### Task requirements:
Count the lines in the entries below that mention the string "insecure", then write that number by itself.

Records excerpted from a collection
_ _ _ _

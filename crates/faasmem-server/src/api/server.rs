//! HTTP server setup and connection handling.

use super::router;
use faasmem_core::Manager;
use hyper::server::conn::http1;
use hyper::service::service_fn;
use hyper_util::rt::TokioIo;
use std::future::Future;
use std::net::SocketAddr;
use std::sync::Arc;
use tokio::net::TcpListener;

/// Configuration for the API server.
#[derive(Debug, Clone)]
pub struct ServerConfig {
    /// Host to bind to.
    pub host: String,
    /// Port to listen on.
    pub port: u16,
}

impl ServerConfig {
    pub fn new(host: impl Into<String>, port: u16) -> Self {
        Self {
            host: host.into(),
            port,
        }
    }

    /// Get the socket address.
    pub fn socket_addr(&self) -> SocketAddr {
        let host: std::net::IpAddr = self.host.parse().unwrap_or([0, 0, 0, 0].into());
        SocketAddr::new(host, self.port)
    }
}

impl Default for ServerConfig {
    fn default() -> Self {
        Self {
            host: "0.0.0.0".to_string(),
            port: 7070,
        }
    }
}

/// HTTP API server.
pub struct ApiServer {
    config: ServerConfig,
    manager: Arc<Manager>,
}

impl ApiServer {
    pub fn new(config: ServerConfig, manager: Arc<Manager>) -> Self {
        Self { config, manager }
    }

    /// Accept connections until `shutdown` resolves.
    ///
    /// Connections already accepted keep being served by their own tasks.
    pub async fn run(self, shutdown: impl Future<Output = ()>) -> std::io::Result<()> {
        let listener = TcpListener::bind(self.config.socket_addr()).await?;
        tracing::info!(
            host = %self.config.host,
            port = %self.config.port,
            "API server started"
        );

        tokio::pin!(shutdown);
        loop {
            tokio::select! {
                result = listener.accept() => {
                    let (stream, remote_addr) = match result {
                        Ok(accepted) => accepted,
                        Err(e) => {
                            tracing::warn!(error = %e, "cannot accept connection");
                            continue;
                        }
                    };

                    let io = TokioIo::new(stream);
                    let manager = Arc::clone(&self.manager);

                    tokio::spawn(async move {
                        let service = service_fn(move |req| {
                            let manager = Arc::clone(&manager);
                            async move { router::route(req, manager).await }
                        });

                        if let Err(e) = http1::Builder::new().serve_connection(io, service).await {
                            if !e.is_incomplete_message() {
                                tracing::warn!(
                                    remote = %remote_addr,
                                    error = %e,
                                    "HTTP connection error"
                                );
                            }
                        }
                    });
                }
                _ = &mut shutdown => {
                    tracing::info!("API server shutting down");
                    break;
                }
            }
        }

        Ok(())
    }
}

#[cfg(test)]
mod tests {
    use super::*;

    #[test]
    fn server_config_default() {
        let config = ServerConfig::default();
        assert_eq!(config.host, "0.0.0.0");
        assert_eq!(config.port, 7070);
    }

    #[test]
    fn server_config_socket_addr() {
        let config = ServerConfig::new("127.0.0.1", 9000);
        let addr = config.socket_addr();

        assert_eq!(addr.port(), 9000);
        assert_eq!(addr.ip().to_string(), "127.0.0.1");
    }
}
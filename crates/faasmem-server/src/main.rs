//! faasmem - HTTP service handing out shared-memory segments hosted in
//! serverless action containers.

mod api;
mod observability;

use anyhow::{bail, Context, Result};
use api::{ApiServer, ServerConfig};
use clap::{Parser, ValueEnum};
use faasmem_core::runtime::cli::{CliConfig, CliRuntime};
use faasmem_core::runtime::rest::{RestConfig, RestRuntime};
use faasmem_core::runtime::LocalRuntime;
use faasmem_core::{ActionArtifact, ActionRuntime, KeyPolicy, Manager, PoolConfig};
use observability::{init_tracing, LogFormat};
use std::path::PathBuf;
use std::sync::Arc;
use std::time::Duration;

/// Which platform actions are provisioned on
#[derive(Debug, Clone, Copy, PartialEq, Eq, ValueEnum)]
enum RuntimeKind {
    /// Control-plane REST API
    Rest,
    /// The `wsk` command line
    Cli,
    /// In-process actions with real local segments
    Local,
}

/// Shared-memory segments backed by a pool of serverless actions.
#[derive(Parser, Debug)]
#[command(name = "faasmem")]
#[command(author, version, about, long_about = None)]
struct Cli {
    /// Port of the HTTP front end
    #[arg(long, default_value_t = 7070)]
    port: u16,

    /// Address to bind
    #[arg(long, default_value = "0.0.0.0")]
    host: String,

    /// Platform adapter
    #[arg(long, value_enum, default_value_t = RuntimeKind::Rest)]
    runtime: RuntimeKind,

    /// Control-plane host, with optional scheme
    #[arg(long, env = "OPENWHISK_APIHOST")]
    api_host: Option<String>,

    #[arg(long, env = "OPENWHISK_AUTH_USER", default_value = "")]
    auth_user: String,

    #[arg(
        long,
        env = "OPENWHISK_AUTH_PASSWORD",
        default_value = "",
        hide_env_values = true
    )]
    auth_password: String,

    /// Platform namespace
    #[arg(long, default_value = "guest")]
    namespace: String,

    /// Accept self-signed control-plane certificates
    #[arg(long, default_value_t = true, action = clap::ArgAction::Set)]
    insecure: bool,

    /// Path of the `wsk` binary
    #[arg(long, default_value = "wsk")]
    wsk: PathBuf,

    /// Properties file passed to `wsk` as WSK_CONFIG_FILE
    #[arg(long)]
    wsk_config: Option<PathBuf>,

    /// Action source uploaded on provisioning
    #[arg(long, default_value = "action/__main__.py")]
    code: PathBuf,

    /// Container image of every action
    #[arg(long, default_value = "kingdo/action-python-v3.10:latest")]
    image: String,

    /// Warm idle actions to keep provisioned
    #[arg(long, default_value_t = 1)]
    pool_size: usize,

    /// Memory every action needs besides its segments, in MB
    #[arg(long, default_value_t = 64)]
    base_memory: u32,

    /// Capacity of a shared action, in MiB
    #[arg(long, default_value_t = 512)]
    shared_capacity: u32,

    /// Requests above this many MiB get an action of their own
    #[arg(long, default_value_t = 256)]
    sharing_threshold: u32,

    /// Seconds between keepalive pings
    #[arg(long, default_value_t = 15)]
    health_interval: u64,

    /// Seconds before an unanswered ping counts as failed
    #[arg(long, default_value_t = 60)]
    ping_timeout: u64,

    /// Seconds to wait after a failed background provisioning
    #[arg(long, default_value_t = 10)]
    retry_cooldown: u64,

    /// Parallel background provisioning attempts
    #[arg(long, default_value_t = 2)]
    max_concurrent_provisions: usize,

    /// `free-list` or `random-probe`
    #[arg(long, default_value = "free-list")]
    key_policy: KeyPolicy,

    /// Log output format
    #[arg(long, value_enum, default_value_t = LogFormat::Compact)]
    log_format: LogFormat,

    /// Log at debug level regardless of RUST_LOG
    #[arg(long)]
    debug: bool,
}

impl Cli {
    fn pool_config(&self) -> PoolConfig {
        PoolConfig {
            pool_size: self.pool_size,
            base_overhead_mb: self.base_memory,
            shared_capacity: self.shared_capacity,
            sharing_threshold: self.sharing_threshold,
            key_policy: self.key_policy,
            health_interval: Duration::from_secs(self.health_interval),
            ping_timeout: Duration::from_secs(self.ping_timeout),
            retry_cooldown: Duration::from_secs(self.retry_cooldown),
            max_concurrent_provisions: self.max_concurrent_provisions,
            artifact: ActionArtifact {
                code_path: self.code.clone(),
                image: self.image.clone(),
            },
            ..PoolConfig::default()
        }
    }

    fn action_runtime(&self) -> Result<Arc<dyn ActionRuntime>> {
        let ping_timeout = Duration::from_secs(self.ping_timeout);
        Ok(match self.runtime {
            RuntimeKind::Rest => {
                let Some(api_host) = self.api_host.clone() else {
                    bail!("--api-host (or OPENWHISK_APIHOST) is required with --runtime rest");
                };
                let runtime = RestRuntime::new(RestConfig {
                    api_host,
                    namespace: self.namespace.clone(),
                    auth_user: self.auth_user.clone(),
                    auth_password: self.auth_password.clone(),
                    accept_invalid_certs: self.insecure,
                    ping_timeout,
                })
                .context("Failed to build control-plane client")?;
                Arc::new(runtime)
            }
            RuntimeKind::Cli => Arc::new(CliRuntime::new(CliConfig {
                wsk: self.wsk.clone(),
                config_file: self.wsk_config.clone(),
                ping_timeout,
            })),
            RuntimeKind::Local => Arc::new(LocalRuntime::new()),
        })
    }
}

#[tokio::main]
async fn main() -> Result<()> {
    let cli = Cli::parse();
    init_tracing(cli.log_format, cli.debug)?;

    let runtime = cli.action_runtime()?;
    let config = cli.pool_config();
    tracing::info!(
        runtime = runtime.kind(),
        pool_size = config.pool_size,
        shared_capacity = config.shared_capacity,
        sharing_threshold = config.sharing_threshold,
        "starting action pool"
    );

    let manager = Arc::new(
        Manager::start(runtime, config)
            .await
            .context("Failed to start action pool")?,
    );

    let server = ApiServer::new(
        ServerConfig::new(cli.host.clone(), cli.port),
        Arc::clone(&manager),
    );
    let served = server
        .run(async {
            if let Err(e) = tokio::signal::ctrl_c().await {
                tracing::error!(error = %e, "cannot listen for Ctrl-C");
                std::future::pending::<()>().await;
            }
        })
        .await;

    tracing::info!("tearing down actions");
    manager.shutdown().await;
    served.context("HTTP server failed")
}

#[cfg(test)]
mod tests {
    use super::*;

    #[test]
    fn test_defaults() {
        let cli = Cli::try_parse_from(["faasmem", "--api-host", "10.0.0.1"]).unwrap();
        assert_eq!(cli.port, 7070);
        assert_eq!(cli.runtime, RuntimeKind::Rest);
        assert!(cli.insecure);

        let config = cli.pool_config();
        assert_eq!(config.base_overhead_mb, 64);
        assert_eq!(config.shared_capacity, 512);
        assert_eq!(config.sharing_threshold, 256);
        assert_eq!(config.key_policy, KeyPolicy::FreeList);
        assert!(config.validate().is_ok());
    }

    #[test]
    fn test_tuning_flags() {
        let cli = Cli::try_parse_from([
            "faasmem",
            "--runtime",
            "local",
            "--pool-size",
            "4",
            "--key-policy",
            "random-probe",
            "--log-format",
            "json",
        ])
        .unwrap();
        assert_eq!(cli.runtime, RuntimeKind::Local);
        assert_eq!(cli.log_format, LogFormat::Json);

        let config = cli.pool_config();
        assert_eq!(config.pool_size, 4);
        assert_eq!(config.key_policy, KeyPolicy::RandomProbe);
    }

    #[test]
    fn test_rest_requires_host() {
        let cli = Cli::try_parse_from(["faasmem", "--runtime", "rest"]).unwrap();
        if cli.api_host.is_none() {
            assert!(cli.action_runtime().is_err());
        }
    }

    #[test]
    fn test_bad_key_policy_is_rejected() {
        assert!(Cli::try_parse_from(["faasmem", "--key-policy", "lottery"]).is_err());
    }
}
//! POSIX shared memory segment wrapper

use crate::key::Key;
use crate::runtime::RuntimeError;
use shared_memory::{Shmem, ShmemConf};

/// OS name of the segment backing `key`
pub fn segment_os_id(key: Key) -> String {
    format!("/faasmem_{:08x}", key)
}

/// Shared memory segment owned by this process; unlinked on drop
pub struct Segment {
    inner: Shmem,
    key: Key,
    size: usize,
}

// Safety: the mapping is process-wide and only the owning map touches it
unsafe impl Send for Segment {}

impl Segment {
    /// Create and map a new segment for `key`
    pub fn create(key: Key, size: usize) -> Result<Self, RuntimeError> {
        // zero-length mappings are rejected by the OS
        let shmem = ShmemConf::new()
            .size(size.max(1))
            .os_id(segment_os_id(key))
            .create()
            .map_err(|e| RuntimeError::Io(std::io::Error::other(e.to_string())))?;

        Ok(Self {
            inner: shmem,
            key,
            size,
        })
    }

    /// Key this segment was created for
    pub fn key(&self) -> Key {
        self.key
    }

    /// Requested size in bytes
    pub fn size(&self) -> usize {
        self.size
    }

    /// OS identifier other processes open the segment by
    pub fn os_id(&self) -> &str {
        self.inner.get_os_id()
    }
}
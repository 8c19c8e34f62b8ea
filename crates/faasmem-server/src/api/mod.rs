//! HTTP front end over a [`faasmem_core::Manager`].
//!
//! | Method     | Path       | Body             | Answer                                   |
//! |------------|------------|------------------|------------------------------------------|
//! | GET, POST  | `/ping`    |                  | `{"ok": true}`                           |
//! | POST       | `/create`  | `{name, size}`   | `{status: "OK", message: {key}}`         |
//! | POST       | `/get`     | `{name}`         | `{status: "OK", message: {key}}`         |
//! | POST       | `/destroy` | `{name}`         | `{status: "OK", message: "DestroySHM …"}` |
//! | GET        | `/stats`   |                  | occupancy snapshot                       |
//!
//! Keys are rendered as decimal strings. Errors answer
//! `{status: "Error", message}` with 400 for malformed requests and 502 for
//! failures inside the manager.

mod error;
mod response;
pub mod router;
mod server;

pub use server::{ApiServer, ServerConfig};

_ _ _ _

### Answer area:
3